Stored entries:
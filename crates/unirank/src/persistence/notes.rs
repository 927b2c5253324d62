//! Free-text notes about universities.

use chrono::{DateTime, Utc};
use serde::{Deserialize, Serialize};

use super::ratings::{MAX_STARS, MIN_STARS};

/// Author recorded when none is given.
pub const DEFAULT_AUTHOR: &str = "anon";

fn default_author() -> String {
    DEFAULT_AUTHOR.to_string()
}

/// A submitted note. Never edited after creation.
#[derive(Debug, Clone, PartialEq, Eq, Serialize, Deserialize)]
pub struct Note {
    /// Who wrote the note.
    #[serde(default = "default_author")]
    pub author: String,
    /// University the note is about; may be empty.
    #[serde(default)]
    pub university: String,
    /// Note body; may be empty.
    #[serde(default)]
    pub text: String,
    /// Optional star rating attached to the note.
    #[serde(default, skip_serializing_if = "Option::is_none")]
    pub rating: Option<u8>,
    /// Submission time in milliseconds since the Unix epoch.
    pub timestamp: i64,
}

/// Note fields as entered, before coercion.
#[derive(Debug, Clone, Default, PartialEq, Eq)]
pub struct NoteDraft {
    /// Author field.
    pub author: String,
    /// University field.
    pub university: String,
    /// Body text.
    pub text: String,
    /// Star rating, if one was picked.
    pub rating: Option<i64>,
}

impl Note {
    /// Build a note from a draft, stamped with the current time.
    #[must_use]
    pub fn from_draft(draft: NoteDraft) -> Self {
        Self::from_draft_at(draft, Utc::now().timestamp_millis())
    }

    /// Build a note from a draft with an explicit timestamp.
    ///
    /// A blank author becomes [`DEFAULT_AUTHOR`]; a rating outside 1-5 is
    /// dropped. The university is kept as entered, matching rating keys.
    #[must_use]
    pub fn from_draft_at(draft: NoteDraft, timestamp: i64) -> Self {
        let author = draft.author.trim();
        Self {
            author: if author.is_empty() {
                default_author()
            } else {
                author.to_string()
            },
            university: draft.university,
            text: draft.text.trim().to_string(),
            rating: draft
                .rating
                .and_then(|r| u8::try_from(r).ok())
                .filter(|r| (MIN_STARS..=MAX_STARS).contains(r)),
            timestamp,
        }
    }

    /// Submission time as a UTC date, if the timestamp is in range.
    #[must_use]
    pub fn submitted_at(&self) -> Option<DateTime<Utc>> {
        DateTime::from_timestamp_millis(self.timestamp)
    }
}
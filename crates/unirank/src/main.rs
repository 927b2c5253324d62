//! `unirank` - CLI for the university ranking directory
//!
//! This binary is the terminal front end: it prints tables, records ratings
//! and notes, writes CSV exports, and runs the interactive session.

#![warn(missing_debug_implementations)]
#![deny(unsafe_code)]

use anyhow::{bail, Context};
use clap::Parser;

use unirank::app::{self, session};
use unirank::cli::{
    ClearCommand, Cli, Command, ConfigCommand, ExportCommand, FilterArgs, ListCommand,
    NoteCommand, OutputFormat, RateCommand,
};
use unirank::persistence::{NoteOutcome, NotesFeed, Persistence};
use unirank::record::RecordStore;
use unirank::view::{self, NoteView};
use unirank::{init_logging, App, Config, Note, NoteDraft, UiEvent};

#[tokio::main]
async fn main() -> anyhow::Result<()> {
    let cli = Cli::parse();

    // Initialize logging based on verbosity
    init_logging(cli.verbosity());

    // Load configuration
    let mut config =
        Config::load_from(cli.config.clone()).context("failed to load configuration")?;
    if let Some(data) = cli.data.clone() {
        config.data.path = Some(data);
    }

    // Execute the command
    match cli.command {
        Command::List(cmd) => handle_list(&config, &cmd),
        Command::Countries => {
            handle_countries(&config);
            Ok(())
        }
        Command::Rate(cmd) => handle_rate(&config, &cmd),
        Command::Note(cmd) => handle_note(&config, cmd).await,
        Command::Export(cmd) => handle_export(config, cmd).await,
        Command::Clear(cmd) => handle_clear(&config, &cmd).await,
        Command::Browse => handle_browse(&config).await,
        Command::Config(cmd) => handle_config(&config, cmd),
    }
}

fn print_notices(app: &mut App) {
    for notice in app.take_notices() {
        println!("! {notice}");
    }
}

fn load_filtered(config: &Config, filters: &FilterArgs) -> App {
    let mut app = app::load_app(config);
    for edit in filters.edits() {
        app.edit_query(edit);
    }
    app.refresh_view();
    app
}

fn render_notes(notes: &[Note]) -> String {
    let views: Vec<NoteView> = notes.iter().map(NoteView::from).collect();
    view::render_note_list(&views)
}

fn handle_list(config: &Config, cmd: &ListCommand) -> anyhow::Result<()> {
    let mut app = load_filtered(config, &cmd.filters);
    print_notices(&mut app);
    let model = app.view_model();

    match cmd.format {
        OutputFormat::Json => println!("{}", serde_json::to_string_pretty(&model.rows)?),
        OutputFormat::Table => {
            print!("{}", view::render_filters(&model));
            print!("{}", view::render_table(&model));
        }
        OutputFormat::Plain => {
            for row in &model.rows {
                println!(
                    "{}\t{}\t{}\t{}\t{}",
                    row.rank,
                    row.university,
                    row.country,
                    row.score,
                    row.rating.summary()
                );
            }
        }
    }
    Ok(())
}

fn handle_countries(config: &Config) {
    let mut app = app::load_app(config);
    print_notices(&mut app);
    for country in app.records().countries() {
        println!("{country}");
    }
}

fn handle_rate(config: &Config, cmd: &RateCommand) -> anyhow::Result<()> {
    let mut app = app::load_app(config);
    print_notices(&mut app);

    let known = app
        .records()
        .entries()
        .iter()
        .any(|entry| entry.university == cmd.university);
    if !known {
        bail!("unknown university: {}", cmd.university);
    }

    let aggregate = app
        .persistence()
        .record_rating(&cmd.university, cmd.stars)
        .context("failed to save rating")?;
    let average = aggregate.average().unwrap_or_default();
    println!(
        "{}: {average:.1} ({} votes)",
        cmd.university, aggregate.count
    );
    Ok(())
}

async fn handle_note(config: &Config, cmd: NoteCommand) -> anyhow::Result<()> {
    let persistence = app::open_persistence(config);

    match cmd {
        NoteCommand::Add {
            university,
            text,
            rating,
            author,
        } => {
            let author = author
                .or_else(|| config.ui.default_author.clone())
                .unwrap_or_default();
            let note = Note::from_draft(NoteDraft {
                author,
                university,
                text,
                rating,
            });
            match persistence
                .add_note(note)
                .await
                .context("failed to save note")?
            {
                NoteOutcome::Local => println!("Note saved locally."),
                NoteOutcome::Remote { id } => println!("Note shared (id {id})."),
                NoteOutcome::LocalFallback { reason } => {
                    println!("Could not share note ({reason}); saved locally instead.");
                }
            }
        }
        NoteCommand::List { format } => {
            let notes = first_snapshot(&persistence).await;
            match format {
                OutputFormat::Json => println!("{}", serde_json::to_string_pretty(&notes)?),
                OutputFormat::Plain | OutputFormat::Table => print!("{}", render_notes(&notes)),
            }
        }
        NoteCommand::Watch => match persistence.notes_feed() {
            NotesFeed::Local(notes) => {
                println!("No remote note log configured; showing local notes.");
                print!("{}", render_notes(&notes));
            }
            NotesFeed::Live(mut subscription) => {
                loop {
                    tokio::select! {
                        snapshot = subscription.next() => match snapshot {
                            Some(notes) => {
                                println!("--- {} notes ---", notes.len());
                                print!("{}", render_notes(&notes));
                            }
                            None => break,
                        },
                        _ = tokio::signal::ctrl_c() => break,
                    }
                }
                subscription.cancel();
            }
        },
    }
    Ok(())
}

async fn first_snapshot(persistence: &Persistence) -> Vec<Note> {
    match persistence.notes_feed() {
        NotesFeed::Local(notes) => notes,
        NotesFeed::Live(mut subscription) => {
            let notes = subscription.next().await.unwrap_or_default();
            subscription.cancel();
            notes
        }
    }
}

async fn handle_export(mut config: Config, cmd: ExportCommand) -> anyhow::Result<()> {
    if let Some(dir) = cmd.dir {
        config.export.directory = Some(dir);
    }
    let mut app = load_filtered(&config, &cmd.filters);
    app.dispatch(UiEvent::Export)
        .await
        .context("failed to write export")?;
    print_notices(&mut app);
    Ok(())
}

async fn handle_clear(config: &Config, cmd: &ClearCommand) -> anyhow::Result<()> {
    let mut app = App::new(
        RecordStore::empty(),
        app::open_persistence(config),
        config.export_dir(),
    );
    app.dispatch(UiEvent::ClearAll { confirmed: cmd.yes })
        .await
        .context("failed to clear local state")?;
    print_notices(&mut app);
    if !cmd.yes {
        println!("Use --yes to confirm.");
    }
    Ok(())
}

async fn handle_browse(config: &Config) -> anyhow::Result<()> {
    let app = app::load_app(config);
    println!("Type `help` for commands.");

    let stdin = tokio::io::BufReader::new(tokio::io::stdin());
    let mut stdout = std::io::stdout();
    session::run(app, stdin, &mut stdout, config.debounce()).await?;
    Ok(())
}

fn handle_config(config: &Config, cmd: ConfigCommand) -> anyhow::Result<()> {
    match cmd {
        ConfigCommand::Show { json } => {
            if json {
                println!("{}", serde_json::to_string_pretty(config)?);
            } else {
                println!("Current Configuration");
                println!("=====================");
                println!();
                println!("[Data]");
                println!("  Ranking file:       {}", config.data_path().display());
                println!();
                println!("[Storage]");
                println!("  Database path:      {}", config.database_path().display());
                println!();
                println!("[Remote]");
                println!("  Enabled:            {}", config.remote.enabled);
                println!(
                    "  Database path:      {}",
                    config.remote_database_path().display()
                );
                println!("  Collection:         {}", config.remote.collection);
                println!("  Subscribe limit:    {}", config.remote.subscribe_limit);
                println!("  Poll interval (ms): {}", config.remote.poll_interval_ms);
                println!();
                println!("[UI]");
                println!("  Debounce (ms):      {}", config.ui.debounce_ms);
                println!(
                    "  Default author:     {}",
                    config.ui.default_author.as_deref().unwrap_or("-")
                );
                println!();
                println!("[Export]");
                println!("  Directory:          {}", config.export_dir().display());
            }
        }
        ConfigCommand::Path => {
            println!("{}", Config::default_config_path().display());
        }
        ConfigCommand::Validate { file } => {
            let path = file.unwrap_or_else(Config::default_config_path);
            println!("Validating configuration: {}", path.display());
            match Config::load_from(Some(path)) {
                Ok(_) => println!("Configuration is valid."),
                Err(e) => println!("Configuration error: {e}"),
            }
        }
    }
    Ok(())
}
// ============================================================================
// Broker Connection
// ============================================================================
//
// AMQP 0-9-1 connection with publisher confirms.
//
// - connection.rs - BrokerConnection: connect, declare, publish, consume, close
// - confirms.rs - pending-confirm table keyed by delivery tag
// - topology.rs - exchange kinds and the exchange/queue/binding descriptor
// - error.rs - BrokerError
//
// Every publish waits for its own confirm. Confirms for concurrent publishes
// may arrive in any order; each one is routed to the call that published it.
//
// ============================================================================

pub mod confirms;
pub mod connection;
pub mod error;
pub mod topology;

pub use confirms::{ConfirmOutcome, ConfirmWaiter, PendingConfirms, Registration};
pub use connection::{BrokerConnection, QueueInfo, publish_properties};
pub use error::BrokerError;
pub use topology::{CATCH_ALL_BINDING, Topology, parse_exchange_kind};
use crawler_types::DeliveryTag;
use thiserror::Error;

/// Errors returned by [`super::BrokerConnection`]
///
/// Confirm failures are values, never panics: the caller decides whether the
/// job behind a failed publish is retried or dropped.
#[derive(Error, Debug)]
pub enum BrokerError {
    /// Connect, channel open or confirm.select failed; no connection was created
    #[error("failed to connect to broker at {uri}: {source}")]
    Connection {
        uri: String,
        #[source]
        source: lapin::Error,
    },

    #[error("broker transport failure: {0}")]
    Transport(#[source] lapin::Error),

    /// The broker refused an operation (channel or connection exception)
    #[error("broker refused operation: {0}")]
    Protocol(String),

    #[error("broker rejected publish {tag}")]
    Nacked { tag: DeliveryTag },

    #[error("no confirm for publish {tag} within the confirm timeout")]
    ConfirmTimeout { tag: DeliveryTag },

    /// The confirm can no longer arrive (channel closed or connection lost)
    #[error("confirm for publish {tag} was dropped")]
    ConfirmDropped { tag: DeliveryTag },

    #[error("broker connection is closed")]
    Closed,
}

impl BrokerError {
    /// Get error code for logs and metrics labels
    pub fn error_code(&self) -> &'static str {
        match self {
            BrokerError::Connection { .. } => "CONNECTION_ERROR",
            BrokerError::Transport(_) => "TRANSPORT_ERROR",
            BrokerError::Protocol(_) => "PROTOCOL_ERROR",
            BrokerError::Nacked { .. } => "PUBLISH_NACKED",
            BrokerError::ConfirmTimeout { .. } => "CONFIRM_TIMEOUT",
            BrokerError::ConfirmDropped { .. } => "CONFIRM_DROPPED",
            BrokerError::Closed => "CLOSED",
        }
    }

    /// Whether republishing later may succeed
    pub fn is_transient(&self) -> bool {
        matches!(
            self,
            BrokerError::Transport(_)
                | BrokerError::Nacked { .. }
                | BrokerError::ConfirmTimeout { .. }
                | BrokerError::ConfirmDropped { .. }
        )
    }

    /// Sort a lapin failure into broker refusal vs transport failure
    pub(crate) fn from_lapin(err: lapin::Error) -> Self {
        match err {
            lapin::Error::ProtocolError(amqp) => BrokerError::Protocol(amqp.to_string()),
            other => BrokerError::Transport(other),
        }
    }
}

#[cfg(test)]
mod tests {
    use super::*;

    #[test]
    fn test_confirm_failures_are_transient() {
        let tag = DeliveryTag::new(7);

        assert!(BrokerError::Nacked { tag }.is_transient());
        assert!(BrokerError::ConfirmTimeout { tag }.is_transient());
        assert!(BrokerError::ConfirmDropped { tag }.is_transient());
        assert!(!BrokerError::Closed.is_transient());
        assert!(!BrokerError::Protocol("PRECONDITION_FAILED".into()).is_transient());
    }

    #[test]
    fn test_error_codes() {
        let tag = DeliveryTag::new(1);

        assert_eq!(BrokerError::Nacked { tag }.error_code(), "PUBLISH_NACKED");
        assert_eq!(BrokerError::ConfirmTimeout { tag }.error_code(), "CONFIRM_TIMEOUT");
        assert_eq!(BrokerError::Closed.error_code(), "CLOSED");
    }

    #[test]
    fn test_message_names_tag() {
        let err = BrokerError::Nacked { tag: DeliveryTag::new(42) };
        assert_eq!(err.to_string(), "broker rejected publish 42");
    }

    #[test]
    fn test_io_failure_is_transport() {
        let io = std::io::Error::new(std::io::ErrorKind::ConnectionReset, "reset");
        let err = BrokerError::from_lapin(lapin::Error::IOError(std::sync::Arc::new(io)));
        assert!(matches!(err, BrokerError::Transport(_)));
    }
}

DIRECTIONS FOR THIS TASK → Would you please reproduce the records above exactly, only from their first line through the line holding "#[derive(Debug, Clone, PartialEq, Eq, Serialize, Deserialize)]", with both ends included?

SOLUTION FOR THIS TASK →
filename crates/unirank/src/persistence/notes.rs
repository 927b2c5253324d62
//! Free-text notes about universities.

use chrono::{DateTime, Utc};
use serde::{Deserialize, Serialize};

use super::ratings::{MAX_STARS, MIN_STARS};

/// Author recorded when none is given.
pub const DEFAULT_AUTHOR: &str = "anon";

fn default_author() -> String {
    DEFAULT_AUTHOR.to_string()
}

/// A submitted note. Never edited after creation.
#[derive(Debug, Clone, PartialEq, Eq, Serialize, Deserialize)]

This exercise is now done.